Robert Davis plied his trade as a Hatter in St. James’s and had a son named Charles who succeeded in the business sometime before 1719. In 1732 he married a Mary Hall and in 1735 their only child Mary was born.
Meanwhile James Lock, the son of George James Lock, who had been born in St James’s Street in 1700, had married one year earlier. In the same year his wife Elizabeth gave birth to a son who was also named James.
In 1747 the seven houses under lease to the Lock family were under threat of demolition to make way for a new development. In that year James Lock, the grandson of George James Lock, became apprenticed to Charles Davis at the age of 16 for seven years.
As Charles Davis had no male heir he needed to find a suitable young man for his daughter to marry and to learn his trade. Obviously James Lock, although he appeared to have been a second choice as there had been a previous apprentice, must have fitted the bill and less than three years after he was out of his indentures he married Mary Davis.
When Charles Davis died in 1759 James Lock II inherited his former masters business.
At this time the west side of St. James’s Street, where the hatters was situated, was becoming more residential with the benefits of backing on to Green Park. Most of the trading was being conducted on the east side of the street and James Lock was keen to move so that he could benefit from this trade and also he needed more space as he now had four children.

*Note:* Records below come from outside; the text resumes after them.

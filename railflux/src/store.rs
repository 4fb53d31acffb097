//! Hierarchical state store.
//!
//! The shared state of a railflux installation lives in a document tree
//! addressed by slash-separated paths, e.g. `tracks/T2/segments/S1/occupied`
//! or `signals/1/status`. The core only talks to it through `StateStore`;
//! `MemoryStore` is the in-process implementation used by the CLI and tests.

use serde_json::{Map, Value};
use std::cell::RefCell;
use std::collections::BTreeMap;
use std::rc::Rc;

pub const TRACKS: &str = "tracks";
pub const TRAINS: &str = "trains";
pub const SIGNALS: &str = "signals";

pub fn occupied_path(track: &str, segment: &str) -> String {
    format!("{}/{}/segments/{}/occupied", TRACKS, track, segment)
}

pub fn segments_path(track: &str) -> String {
    format!("{}/{}/segments", TRACKS, track)
}

pub fn signal_path(signal: &str) -> String {
    format!("{}/{}", SIGNALS, signal)
}

pub fn status_path(signal: &str) -> String {
    format!("{}/{}/status", SIGNALS, signal)
}

#[derive(Debug, Clone, PartialEq, Fail)]
pub enum StoreError {
    #[fail(display = "store unreachable: {}", _0)]
    Unreachable(String),
    #[fail(display = "invalid path \"{}\"", _0)]
    InvalidPath(String),
    #[fail(display = "value at \"{}\" is not a collection", _0)]
    NotACollection(String),
    #[fail(display = "unexpected value at \"{}\": {}", _0, _1)]
    Corrupt(String, String),
}

/// Read/write access to the shared state document.
///
/// Implementations are handles: all methods take `&self`, and a write must be
/// visible to the next read through any handle to the same store.
pub trait StateStore {
    /// Value at `path`, or `None` if nothing is stored there.
    fn read(&self, path: &str) -> Result<Option<Value>, StoreError>;

    /// Store `value` at `path`, creating intermediate levels as needed.
    /// Writing `Value::Null` removes the entry.
    fn write(&self, path: &str, value: Value) -> Result<(), StoreError>;

    /// Children of the collection at `path`. An absent path is an empty
    /// collection.
    fn read_collection(&self, path: &str) -> Result<BTreeMap<String, Value>, StoreError>;
}

fn split(path: &str) -> Result<Vec<&str>, StoreError> {
    let trimmed = path.trim_matches('/');
    if trimmed.is_empty() {
        return Ok(Vec::new());
    }
    let keys: Vec<&str> = trimmed.split('/').collect();
    if keys.iter().any(|k| k.is_empty()) {
        return Err(StoreError::InvalidPath(path.to_string()));
    }
    Ok(keys)
}

// Scalars on the way down a write are replaced by collections.
fn collection(node: &mut Value) -> &mut Map<String, Value> {
    if !node.is_object() {
        *node = Value::Object(Map::new());
    }
    match node {
        Value::Object(map) => map,
        _ => unreachable!(),
    }
}

/// In-process document store. Cloning yields another handle to the same
/// document.
#[derive(Clone, Debug)]
pub struct MemoryStore {
    root: Rc<RefCell<Value>>,
}

impl Default for MemoryStore {
    fn default() -> MemoryStore {
        MemoryStore { root: Rc::new(RefCell::new(Value::Object(Map::new()))) }
    }
}

impl MemoryStore {
    pub fn new() -> MemoryStore {
        Default::default()
    }

    pub fn from_value(value: Value) -> MemoryStore {
        MemoryStore { root: Rc::new(RefCell::new(value)) }
    }

    /// Copy of the whole document.
    pub fn snapshot(&self) -> Value {
        self.root.borrow().clone()
    }
}

impl StateStore for MemoryStore {
    fn read(&self, path: &str) -> Result<Option<Value>, StoreError> {
        let keys = split(path)?;
        let root = self.root.borrow();
        let mut node = &*root;
        for key in keys {
            match node.get(key) {
                Some(child) => node = child,
                None => return Ok(None),
            }
        }
        if node.is_null() { Ok(None) } else { Ok(Some(node.clone())) }
    }

    fn write(&self, path: &str, value: Value) -> Result<(), StoreError> {
        let keys = split(path)?;
        let mut root = self.root.borrow_mut();
        let (last, parents) = match keys.split_last() {
            Some(x) => x,
            None => {
                *root = value;
                return Ok(());
            }
        };

        let mut node = &mut *root;
        for key in parents {
            node = collection(node).entry(key.to_string())
                .or_insert_with(|| Value::Object(Map::new()));
        }
        let map = collection(node);
        if value.is_null() {
            map.remove(*last);
        } else {
            map.insert(last.to_string(), value);
        }
        Ok(())
    }

    fn read_collection(&self, path: &str) -> Result<BTreeMap<String, Value>, StoreError> {
        match self.read(path)? {
            None => Ok(BTreeMap::new()),
            Some(Value::Object(map)) => Ok(map.into_iter().collect()),
            Some(_) => Err(StoreError::NotACollection(path.to_string())),
        }
    }
}


#[cfg(test)]
mod tests {
    use super::*;
    use serde_json::json;

    #[test]
    fn write_creates_intermediate_levels() {
        let store = MemoryStore::new();
        store.write(&occupied_path("T2", "S1"), json!(true)).unwrap();
        assert_eq!(store.read("tracks/T2/segments/S1/occupied").unwrap(), Some(json!(true)));
        assert_eq!(store.read_collection("tracks/T2/segments").unwrap().len(), 1);
    }

    #[test]
    fn absent_paths() {
        let store = MemoryStore::new();
        assert_eq!(store.read("trains/101").unwrap(), None);
        assert!(store.read_collection("trains").unwrap().is_empty());
    }

    #[test]
    fn null_write_removes_entry() {
        let store = MemoryStore::new();
        store.write("trains/101/current_track", json!("T2")).unwrap();
        store.write("trains/101", Value::Null).unwrap();
        assert_eq!(store.read("trains/101").unwrap(), None);
    }

    #[test]
    fn clones_share_the_document() {
        let store = MemoryStore::new();
        let other = store.clone();
        other.write(&status_path("1"), json!(1)).unwrap();
        assert_eq!(store.read("signals/1/status").unwrap(), Some(json!(1)));
    }

    #[test]
    fn scalar_is_not_a_collection() {
        let store = MemoryStore::new();
        store.write("signals/1/status", json!(0)).unwrap();
        assert_eq!(store.read_collection("signals/1/status"),
                   Err(StoreError::NotACollection("signals/1/status".to_string())));
    }

    #[test]
    fn empty_path_component_is_rejected() {
        let store = MemoryStore::new();
        assert!(store.write("tracks//S1", json!(true)).is_err());
    }
}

No 6. St. James’s Street had been used for some time as an Alehouse known as The Feathers. From 1747 it had been occupied by a watchmaker called John Sneddon, who was the son of George Sneddon – one of George James Locks’ original tenants.
When John Sneddon died in 1752 Peter Vanina, a celebrated maker of figurines, took over the lease and was allowed to install a kiln to carry out his trade. To this day part of the premises at No. 6 is known as ‘The Kiln’.

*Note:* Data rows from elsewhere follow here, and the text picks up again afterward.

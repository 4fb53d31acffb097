//! Run history and its exports.

pub mod history;
pub mod json;
//! Generation backend configuration from TOML (`[generation]` section)

use super::ConfigValidationError;
use serde::{Deserialize, Serialize};

/// Raw generation configuration from TOML
///
/// The API key itself never lives in the file; `api_key_env` names the
/// environment variable to read it from.
#[derive(Debug, Clone, PartialEq, Serialize, Deserialize)]
#[serde(default)]
pub struct FileGenerationConfig {
    /// Base URL of an OpenAI-compatible API
    pub endpoint: String,
    /// Model identifier sent with every request
    pub model: String,
    /// Environment variable holding the API key
    pub api_key_env: String,
    /// Per-request timeout in seconds
    pub timeout_seconds: u64,
    pub temperature: f32,
}

impl Default for FileGenerationConfig {
    fn default() -> Self {
        Self {
            endpoint: "https://api.openai.com/v1".to_string(),
            model: "gpt-4o-mini".to_string(),
            api_key_env: "OPENAI_API_KEY".to_string(),
            timeout_seconds: 120,
            temperature: 0.7,
        }
    }
}

impl FileGenerationConfig {
    pub(super) fn validate(&self) -> Result<(), ConfigValidationError> {
        if self.timeout_seconds == 0 {
            return Err(ConfigValidationError::InvalidTimeout);
        }
        if self.model.trim().is_empty() {
            return Err(ConfigValidationError::EmptyModelName);
        }
        if self.endpoint.trim().is_empty() {
            return Err(ConfigValidationError::EmptyEndpoint);
        }
        if !(0.0..=2.0).contains(&self.temperature) {
            return Err(ConfigValidationError::InvalidTemperature(self.temperature));
        }
        Ok(())
    }

    /// Read the API key from the configured environment variable
    pub fn api_key(&self) -> Option<String> {
        std::env::var(&self.api_key_env)
            .ok()
            .filter(|key| !key.is_empty())
    }
}
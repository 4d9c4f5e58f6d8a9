//! Prompt domain
//!
//! Templates for generating the role-specific prompt of each build phase.

mod template;

pub use template::BuildPromptTemplate;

James Lock had his eye on No. 6 and in 1764 he made Peter Vanina an offer for the lease which was accepted with the proviso that he could stay on until the summer of 1765 while he searched for new premises. On the 24th June 1765 James Lock, his wife Mary, their four children and his trimmers, journeymen and counter-assistants, laden with boxes of fine beaver hats, cockades and various trims, crossed the street to No. 6.
Business had been good for James Lock prior to his move to No. 6. In 1756 The Seven Years War had begun and he became known as a military ‘hatter and cap-maker’. Many of his customers were colonels in regiments for whose equipment they were personally responsible for out of their own pocket.
An extract from the order book of the Coldstream Guards, dated 1st June 1771, testified to the success with which he pursued his new line.
Regimental Order
Field Marshall Lord Tyrawley Desires that such officers of the Coldstream Regt. Whose full Regiments are not Good a nough to appear before his Majesty at the Review Do Immedeadley make up new, and also that the officers be very exact in having Laced Regtl Hatts in every Prectilor uneyform with the Pattern Hatt wich is to be Seen at Mr Lock’s Hatter in St. James’s Street.
After the end of The Seven Years War in 1763 imperial and industrial expansion together, with improved communications, reflected in the wealth of James Lock and his turnover peaked in 1782 during the time of The War of American Independence.
While his business life had proved to be very successful tragedy stalked his family life. His three sons Charles, Thomas and James all died before they had reached their teens and his wife Mary passed away not long afterwards. Only his daughter Mary remained and James Lock was concerned for her future and the succession of his business.
James Lock deposited his money with Coutts and drew on it for his ordinary business expenses. He also bought and sold bills or simply provided loans, at greater profit but higher risk. One of his debtors was Thomas Panton, the younger, who was a customer at No. 6 and a popular sportsman, gambler and racehorse owner who won the Derby in 1786 with his horse Noble. James Lock lent him £1,000 to pay off his gambling debts and when Thomas Panton could not settle the debt he signed over to James Lock the tenancy of a manor in Shenleybury, near Radlett in Hertfordshire, which had a peppercorn rent.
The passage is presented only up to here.